For almost every M&A transaction the Confidential Information Memorandum (CIM) contains both actual financial results and projections. (The rare exception is a company whose entire value is a patent portfolio.)
In companies with external investors, management teams are familiar with projecting financials. This is a necessary part of projecting future financing requirements.
For the increasingly larger number of bootstrapped, or internally financed, companies that are ready to exit, the entire idea of projecting future financial performance is often unfamiliar. Many CEOs have asked me what the benefit is of a projection when so many variables are impossible to predict.
That’s a good question.
Why Buyers Want Financial Projections
There are several reasons financial projections are included in almost every CIM:
1. The current management are the world’s experts on this particular business. What the buyers really want to know isn’t the financial history, they want to know the financial future. The best people to ask about the future prospects are the current management team.
2. Financial projections are the most important input to the valuation conversation – especially for high-growth companies. If a company has five years of historic financials with steadily growing profitability, then historic financial performance may be adequate for valuation. But with many modern companies, especially technology companies, the growth rates are so high that the historic performance becomes less and less valuable as an input to valuation – especially for the sellers.
3. For many buyers, the starting point when looking at any new company is the financials. When they receive a CIM, they’ll page ahead to the graphs showing the combined historical and projected financial performance. That’s what they want to see first to provide an orientation. That’s just how their brains work. Every buyer is different and a good CIM needs to answer every question.
You Can’t Predict the Future and You Shouldn’t be Liable
Buyers know the company management can’t predict the future. Nevertheless, they absolutely want to see, and discuss, management’s opinion about the future opportunities for the business.

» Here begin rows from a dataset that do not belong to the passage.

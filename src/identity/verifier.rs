//! Bearer token verification.
//!
//! # Verification flow
//!
//! 1. Decode the JWT header (no verification) to extract `kid` and `alg`.
//! 2. Refuse symmetric and `none` algorithms outright.
//! 3. Resolve the decoding key through the [`KeyCache`] (one refresh on an
//!    unknown `kid`).
//! 4. Verify signature, `iss`, `aud` and `exp` (with clock leeway).
//! 5. Optionally check `token_use`, then extract subject and groups.
//!
//! Every failure is reported as [`Error::Unauthenticated`]; the reason is
//! kept in the message for logs but never returned to callers verbatim.

use std::collections::BTreeSet;
use std::sync::Arc;

use chrono::{DateTime, TimeZone, Utc};
use jsonwebtoken::{Algorithm, TokenData, Validation};
use serde_json::{Map, Value};
use tracing::debug;

use super::claims::IdentityClaim;
use super::keys::KeyCache;
use crate::config::IdentityConfig;
use crate::{Error, Result};

/// What a token must assert to be accepted.
#[derive(Debug, Clone)]
pub struct VerifierSettings {
    /// Expected `iss`.
    pub issuer: String,
    /// Expected `aud` (the app client id).
    pub audience: String,
    /// Claim carrying group memberships.
    pub groups_claim: String,
    /// Required `token_use`, if any.
    pub token_use: Option<String>,
    /// Clock skew tolerance in seconds.
    pub leeway_secs: u64,
}

impl From<&IdentityConfig> for VerifierSettings {
    fn from(config: &IdentityConfig) -> Self {
        Self {
            issuer: config.resolved_issuer(),
            audience: config.client_id.clone(),
            groups_claim: config.groups_claim.clone(),
            token_use: config.token_use.clone(),
            leeway_secs: config.leeway_secs,
        }
    }
}

/// Verifies bearer tokens against the provider's rotating key set.
pub struct TokenVerifier {
    keys: Arc<KeyCache>,
    settings: VerifierSettings,
}

impl TokenVerifier {
    /// Create a verifier over a shared key cache.
    #[must_use]
    pub fn new(keys: Arc<KeyCache>, settings: VerifierSettings) -> Self {
        Self { keys, settings }
    }

    /// The underlying key cache.
    #[must_use]
    pub fn keys(&self) -> &Arc<KeyCache> {
        &self.keys
    }

    /// Verify `token` and return the identity it asserts.
    ///
    /// # Errors
    ///
    /// Returns [`Error::Unauthenticated`] if the token is empty, malformed,
    /// signed with an unknown key or an unsupported algorithm, or fails any
    /// issuer, audience, expiry or `token_use` check.
    pub async fn verify(&self, token: &str) -> Result<IdentityClaim> {
        let token = token.trim();
        if token.is_empty() {
            return Err(Error::Unauthenticated("missing bearer token".to_string()));
        }

        let header = jsonwebtoken::decode_header(token)
            .map_err(|e| Error::Unauthenticated(format!("malformed token: {e}")))?;
        let alg = accepted_algorithm(header.alg)?;
        let kid = header
            .kid
            .ok_or_else(|| Error::Unauthenticated("token header has no kid".to_string()))?;

        let key = self
            .keys
            .resolve(&kid)
            .await
            .map_err(|e| Error::Unauthenticated(e.to_string()))?;

        let validation = self.validation(alg);
        let data: TokenData<Map<String, Value>> = jsonwebtoken::decode(token, &key, &validation)
            .map_err(|e| Error::Unauthenticated(format!("token rejected: {e}")))?;

        let claim = self.extract(&data.claims)?;
        debug!(subject = %claim.subject, groups = claim.groups.len(), "Token verified");
        Ok(claim)
    }

    fn validation(&self, alg: Algorithm) -> Validation {
        let mut v = Validation::new(alg);
        v.set_issuer(&[&self.settings.issuer]);
        v.set_audience(&[&self.settings.audience]);
        v.set_required_spec_claims(&["exp", "iss", "aud", "sub"]);
        v.validate_exp = true;
        v.validate_nbf = true;
        v.leeway = self.settings.leeway_secs;
        v
    }

    fn extract(&self, claims: &Map<String, Value>) -> Result<IdentityClaim> {
        if let Some(ref expected) = self.settings.token_use {
            let actual = claims.get("token_use").and_then(Value::as_str).unwrap_or("");
            if actual != expected {
                return Err(Error::Unauthenticated(format!(
                    "token_use '{actual}' is not '{expected}'"
                )));
            }
        }

        let subject = claims
            .get("sub")
            .and_then(Value::as_str)
            .filter(|s| !s.is_empty())
            .ok_or_else(|| Error::Unauthenticated("token has no subject".to_string()))?
            .to_string();

        let expires_at = claims
            .get("exp")
            .and_then(Value::as_i64)
            .and_then(timestamp)
            .ok_or_else(|| Error::Unauthenticated("token has no valid exp".to_string()))?;

        Ok(IdentityClaim {
            subject,
            email: claims
                .get("email")
                .and_then(Value::as_str)
                .map(str::to_string),
            groups: extract_groups(claims.get(&self.settings.groups_claim)),
            expires_at,
        })
    }
}

/// Only asymmetric signature algorithms are acceptable for provider tokens.
fn accepted_algorithm(alg: Algorithm) -> Result<Algorithm> {
    match alg {
        Algorithm::RS256
        | Algorithm::RS384
        | Algorithm::RS512
        | Algorithm::PS256
        | Algorithm::PS384
        | Algorithm::PS512
        | Algorithm::ES256
        | Algorithm::ES384
        | Algorithm::EdDSA => Ok(alg),
        other => Err(Error::Unauthenticated(format!(
            "unsupported token algorithm {other:?}"
        ))),
    }
}

/// Groups may be published as an array of strings or a single string.
fn extract_groups(value: Option<&Value>) -> BTreeSet<String> {
    match value {
        Some(Value::Array(items)) => items
            .iter()
            .filter_map(Value::as_str)
            .map(str::to_string)
            .collect(),
        Some(Value::String(s)) => s
            .split([',', ' '])
            .filter(|g| !g.is_empty())
            .map(str::to_string)
            .collect(),
        _ => BTreeSet::new(),
    }
}

fn timestamp(secs: i64) -> Option<DateTime<Utc>> {
    Utc.timestamp_opt(secs, 0).single()
}
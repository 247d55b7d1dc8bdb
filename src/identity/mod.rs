//! Bearer identity: signing-key cache, token verification and role checks.

pub mod claims;
pub mod keys;
pub mod verifier;

pub use claims::{IdentityClaim, require_role};
pub use keys::{HttpKeySetSource, KeyCache, KeyFetchError, KeySetSource};
pub use verifier::{TokenVerifier, VerifierSettings};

CEOs and boards are often concerned about liability associated with projecting financial performance. They’re often familiar with the prohibition on projecting financials in public companies. The private M&A market is quite different. With M&A transactions, the definitive agreement should always make it clear that the buyers have not relied on the financial projections to leave no possibility for a potential liability. With a good M&A lawyer on your exit team, there shouldn’t be any liability in honestly projecting future financial performance.
For companies that have been operating for more than two or three years, the standard financial model includes:
- Annual financials from start-up or the most recent 5 years
- At least 12 months of detailed projections (‘the monthly budget’ for at least 1 full year plus the remaining months in the current year)
- Three years of projections (after three years buyers know the projections are usually a copy and paste)
The entire financial model should be in one Excel sheet (so if a buyer had a large enough monitor they could see the entire company history and projected performance on one screen.)
In private-company M&A transactions the financial model is usually ‘normalized’ to produce a ‘normalized EBITDA’. This process adds back items that are either non-recurring or wouldn’t be incurred if the buyers owned the business. This process usually requires some discussion for each company’s accounting policies – and I won’t try to describe all the variables here. The normalized EBITDA should be the amount of ‘free cash flow’ the company has generated (under the normalization assumptions) and will generate going forward.
Unlike standard financial statements, the financial model should include revenue detail by product. If a company has four primary products, or product lines, then each should have a row above the total revenue subtotal. When the gross margins are significantly different for different products lines, the model should also include a cost of goods line for each product.
Some companies use very detailed expense categories in their accounting systems, which may be more than the optimum level of detail for a private company M&A financial model. The expense detail in a CIM is usually less than the detail companies have in their accounting systems but more than you’d find in a public company annual report. Most companies use between 10 and 20 expense categories. This is another area where there are no absolute rules and each case has to be considered based on the characteristics of the company.
Presentation and Graphs
Most CIMs include a bar graph showing historic and projected annual revenue similar to the examples below. Generally a separate graph is used to show the normalized EBITDA over the same years. These graphs are very similar to what you’d see in a public company annual report. The financial model bar graphs are usually included in the executive summary as well.
Input from the External Accounting Firm
Depending on the team’s level of accounting expertise, it often makes sense to involve the company’s external accounting firm when preparing the normalizations and projections. Accounting firms are familiar with typical practices for normalization. For many companies today, revenue recognition has become a very important element in financial statements and projections. Most management teams just aren’t familiar enough with the new revenue recognition policies under GAAP or IFRS accounting standards. When you’re showing projections in the same spreadsheet as your historic financials, it’s essential that the same accounting treatment be applied for the historic and future periods. For these, and other reasons, I believe it’s usually advisable to have the external accounting firm review the complete financial model, check the normalization, projection methodologies, assumptions and formulas.